On s’est ensuite dirigés vers le sommet du « Rock » pour aller voir la vue et les singes. Une vue, y’en avait pas à cause du brouillard qui, tu finis par l’apprendre, est toujours pogné autour du rocher. Pis des singes, y’en avait juste trop. Pis j’hais ça les singes. Surtout les maudits singes mal élevés qui te font les poches et qui finissent par sucer ton tube de crème solaire.
Arrivés au restaurant du belvédère, on avait évidemment super faim. J’ai commandé au Détraqueur de service l’item le moins cher sur le menu : un hot dog à 10$. Un triste hot-dog… Un hot-dog frette qui a peut-être déjà vu un Bain marie dans son jeune temps mais j’gagerais même pas 10 piasses là-dessus. Avec une saucisse d’une blancheur fantomatique et un pain tellement sec que c’est clair qu’il est en mission pour t’étouffer. Bref. Comme Gibraltar me donnait le goût d’écourter mon séjour sur cette terre (j’exagère à peine) j’ai mangé le hot-dog en me disant que si je m’étouffais dessus, ce serait une bénédiction. Mais non…

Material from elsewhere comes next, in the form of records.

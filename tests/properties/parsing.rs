//! Property tests for source and config parsing.

use std::path::Path;

use proptest::prelude::*;
use tempfile::TempDir;

use jsonfold::config::parse_with_warnings;
use jsonfold::merge::read_source;
use jsonfold::FoldError;

use crate::strategies::string_tree;

proptest! {
    #![proptest_config(ProptestConfig {
        cases: 96,
        .. ProptestConfig::default()
    })]

    /// PROPERTY: Reading arbitrary bytes as a source never panics.
    #[test]
    fn property_read_source_never_panics(bytes in proptest::collection::vec(any::<u8>(), 0..256)) {
        let dir = TempDir::new().unwrap();
        let path = dir.path().join("src.json");
        std::fs::write(&path, &bytes).unwrap();

        let result = read_source(&path);
        if bytes.is_empty() {
            prop_assert!(
                matches!(result, Err(FoldError::EmptySource { .. })),
                "expected an empty-source error, got {:?}",
                result
            );
        }
    }

    /// PROPERTY: A serialized object reads back as the same tree.
    #[test]
    fn property_read_source_accepts_objects(tree in string_tree()) {
        let dir = TempDir::new().unwrap();
        let path = dir.path().join("src.json");
        std::fs::write(&path, serde_json::to_vec(&tree).unwrap()).unwrap();

        prop_assert_eq!(read_source(&path).unwrap(), tree);
    }

    /// PROPERTY: Config parsing never panics on arbitrary input.
    #[test]
    fn property_parse_config_never_panics(content in "(?s).{0,256}") {
        let _ = parse_with_warnings(&content, Path::new("config.json"));
    }
}
//! Key flattening for i18n key constants
//!
//! Every string leaf is replaced by its own dotted path, and the same path is
//! recorded in a flat lookup table. Leaves that are not strings are a
//! modeling error: exported keys must all be translation keys.

use std::collections::BTreeMap;

use serde_json::Value;

use crate::error::{FoldError, FoldResult};
use crate::merge::Tree;

/// Flat `path -> path` lookup table, sorted by path
pub type KeyTable = BTreeMap<String, String>;

/// Rewrite string leaves of `tree` to their dotted key path.
///
/// Returns the flat table of every rewritten path. Numbers, booleans, nulls
/// and arrays fail with [`FoldError::NonStringLeaf`]; the tree may be
/// partially rewritten when that happens.
pub fn flatten_keys(tree: &mut Tree) -> FoldResult<KeyTable> {
    let mut table = KeyTable::new();
    rewrite_level(tree, "", &mut table)?;
    Ok(table)
}

fn rewrite_level(tree: &mut Tree, parent: &str, table: &mut KeyTable) -> FoldResult<()> {
    for (key, value) in tree.iter_mut() {
        let path = if parent.is_empty() {
            key.clone()
        } else {
            format!("{parent}.{key}")
        };

        match value {
            Value::String(text) => {
                *text = path.clone();
                table.insert(path.clone(), path);
            }
            Value::Object(child) => rewrite_level(child, &path, table)?,
            other => {
                return Err(FoldError::NonStringLeaf {
                    path,
                    kind: value_kind(other),
                })
            }
        }
    }
    Ok(())
}

fn value_kind(value: &Value) -> &'static str {
    match value {
        Value::Null => "null",
        Value::Bool(_) => "boolean",
        Value::Number(_) => "number",
        Value::String(_) => "string",
        Value::Array(_) => "array",
        Value::Object(_) => "object",
    }
}
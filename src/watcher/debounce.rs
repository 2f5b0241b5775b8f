//! Per-group debounce scheduling
//!
//! A burst of `schedule()` calls collapses into one callback that fires once
//! the configured delay has passed since the last call. The callback runs on
//! the debouncer's own thread, so the group keeps receiving events (and
//! arming the next round) while a merge is in progress.

use std::sync::mpsc::{channel, RecvTimeoutError, Sender};
use std::thread::JoinHandle;
use std::time::{Duration, Instant};

use tracing::debug;

use crate::error::{FoldError, FoldResult};
use crate::supervisor::{CancelToken, POLL_INTERVAL};

/// Coalesces bursts of events into single callback invocations
#[derive(Debug)]
pub struct Debouncer {
    tx: Option<Sender<()>>,
    handle: Option<JoinHandle<()>>,
}

impl Debouncer {
    /// Start a debouncer thread that calls `on_fire` after each quiet period.
    ///
    /// The thread exits when `cancel` is set or the debouncer is dropped. A
    /// pending round is abandoned on cancellation.
    pub fn spawn<F>(name: &str, delay: Duration, cancel: CancelToken, mut on_fire: F) -> FoldResult<Self>
    where
        F: FnMut() + Send + 'static,
    {
        let (tx, rx) = channel::<()>();
        let thread_name = format!("{name}-debounce");

        let handle = std::thread::Builder::new()
            .name(thread_name.clone())
            .spawn(move || {
                let mut deadline: Option<Instant> = None;
                loop {
                    if cancel.is_cancelled() {
                        return;
                    }

                    let wait = match deadline {
                        Some(at) => at.saturating_duration_since(Instant::now()).min(POLL_INTERVAL),
                        None => POLL_INTERVAL,
                    };

                    match rx.recv_timeout(wait) {
                        Ok(()) => {
                            if deadline.is_some() {
                                debug!("debounce timer reset");
                            }
                            deadline = Some(Instant::now() + delay);
                        }
                        Err(RecvTimeoutError::Timeout) => {}
                        Err(RecvTimeoutError::Disconnected) => return,
                    }

                    if let Some(at) = deadline {
                        if Instant::now() >= at {
                            deadline = None;
                            if cancel.is_cancelled() {
                                return;
                            }
                            on_fire();
                        }
                    }
                }
            })
            .map_err(|source| FoldError::Spawn {
                name: thread_name,
                source,
            })?;

        Ok(Self {
            tx: Some(tx),
            handle: Some(handle),
        })
    }

    /// Arm (or re-arm) the timer
    pub fn schedule(&self) {
        if let Some(tx) = &self.tx {
            let _ = tx.send(());
        }
    }
}

impl Drop for Debouncer {
    fn drop(&mut self) {
        self.tx.take();
        if let Some(handle) = self.handle.take() {
            let _ = handle.join();
        }
    }
}
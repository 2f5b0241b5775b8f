//! Configuration module for jsonfold
//!
//! The configuration is a JSON document (`config.json` by default) holding
//! the global debounce delay and the ordered list of watch groups. Every
//! load produces a fresh value; running groups keep the snapshot they were
//! started with.

mod loader;
mod types;

pub use loader::{parse_with_warnings, ConfigWarning};
pub use types::{
    Config, FolderMode, GroupSpec, KeyStrategy, WatchList, DEFAULT_DELAY_MICROS,
    DEFAULT_KEY_EXPORT_NAME, DEFAULT_SUFFIX,
};

/// Configuration file looked up in the working directory
pub const DEFAULT_CONFIG_FILE: &str = "config.json";
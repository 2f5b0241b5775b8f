//! Classification of filesystem notifications

use notify::event::ModifyKind;
use notify::{Event, EventKind};

/// A notification kind that triggers a rebuild
#[derive(Debug, Clone, Copy, PartialEq, Eq)]
pub enum ChangeKind {
    Created,
    Written,
    Renamed,
    Removed,
}

impl ChangeKind {
    /// Map a notify event kind to a relevant change, if it is one.
    ///
    /// Access events, metadata-only changes and unknown kinds are ignored.
    pub fn from_event_kind(kind: &EventKind) -> Option<Self> {
        match kind {
            EventKind::Create(_) => Some(ChangeKind::Created),
            EventKind::Modify(ModifyKind::Name(_)) => Some(ChangeKind::Renamed),
            EventKind::Modify(ModifyKind::Metadata(_)) => None,
            EventKind::Modify(_) => Some(ChangeKind::Written),
            EventKind::Remove(_) => Some(ChangeKind::Removed),
            EventKind::Access(_) | EventKind::Any | EventKind::Other => None,
        }
    }

    /// Whether a directory at the event path needs its own watch
    pub fn may_add_directory(self) -> bool {
        matches!(self, ChangeKind::Created | ChangeKind::Renamed)
    }
}

/// Relevant change extracted from a notify event
#[derive(Debug, Clone, PartialEq, Eq)]
pub struct Change {
    pub kind: ChangeKind,
    pub paths: Vec<std::path::PathBuf>,
}

impl Change {
    /// Keep only events that should schedule a merge
    pub fn from_event(event: Event) -> Option<Self> {
        let kind = ChangeKind::from_event_kind(&event.kind)?;
        Some(Self {
            kind,
            paths: event.paths,
        })
    }
}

On a donc continué la visite direction « la pointe de l’Europe » pour réaliser que c’était même pas la vrai pointe de l’Europe. Pis ça prend pas la tête à Papineau pour s’en rendre compte, faut juste regarder sur une carte. Tsé quand tu dois t’inventer des attractions parce que t’en as pas pis qu’en plus, les attractions que t’inventes sont clairement une crosse. Me semble que tant qu’à inventer, lâches toi lousse pis inventes quelques choses de l’fun pis qui a de l’allure!
Dans l’autobus du retour, direction la-frontière-au-plus-sacrant, mon cerveau s’est mis en mode scénario catastrophe. Dans ma tête, y’avait un commentateur de nouvelles à la radio qui annonçait un coup d’état à Gibraltar! La frontière était fermée pour une période indéterminée. Du coup, on était pris sur cette grosse roche à manger du poisson pourri servi par une serveuse-détraqueuse jusqu’à la fin des temps. J’en avais des frissons! Mais on a fini par revenir du côté espagnol et, avec un peu de recul, j’ai dû avouer que c’était pas si pire que ça Gibraltar. Mais disons qu’après un séjour en Espagne où la nourriture est délicieuse, où c’est pas cher et où les gens sont rayonnants, mettons que ça clash!
Ça fait des années que l'Espagne louche vers Gibraltar. Ben moi, je leur souhaite de se faire annexer à l'Espagne... Ça peut juste les aider à améliorer leur indice de fun et leur « gastronomie ».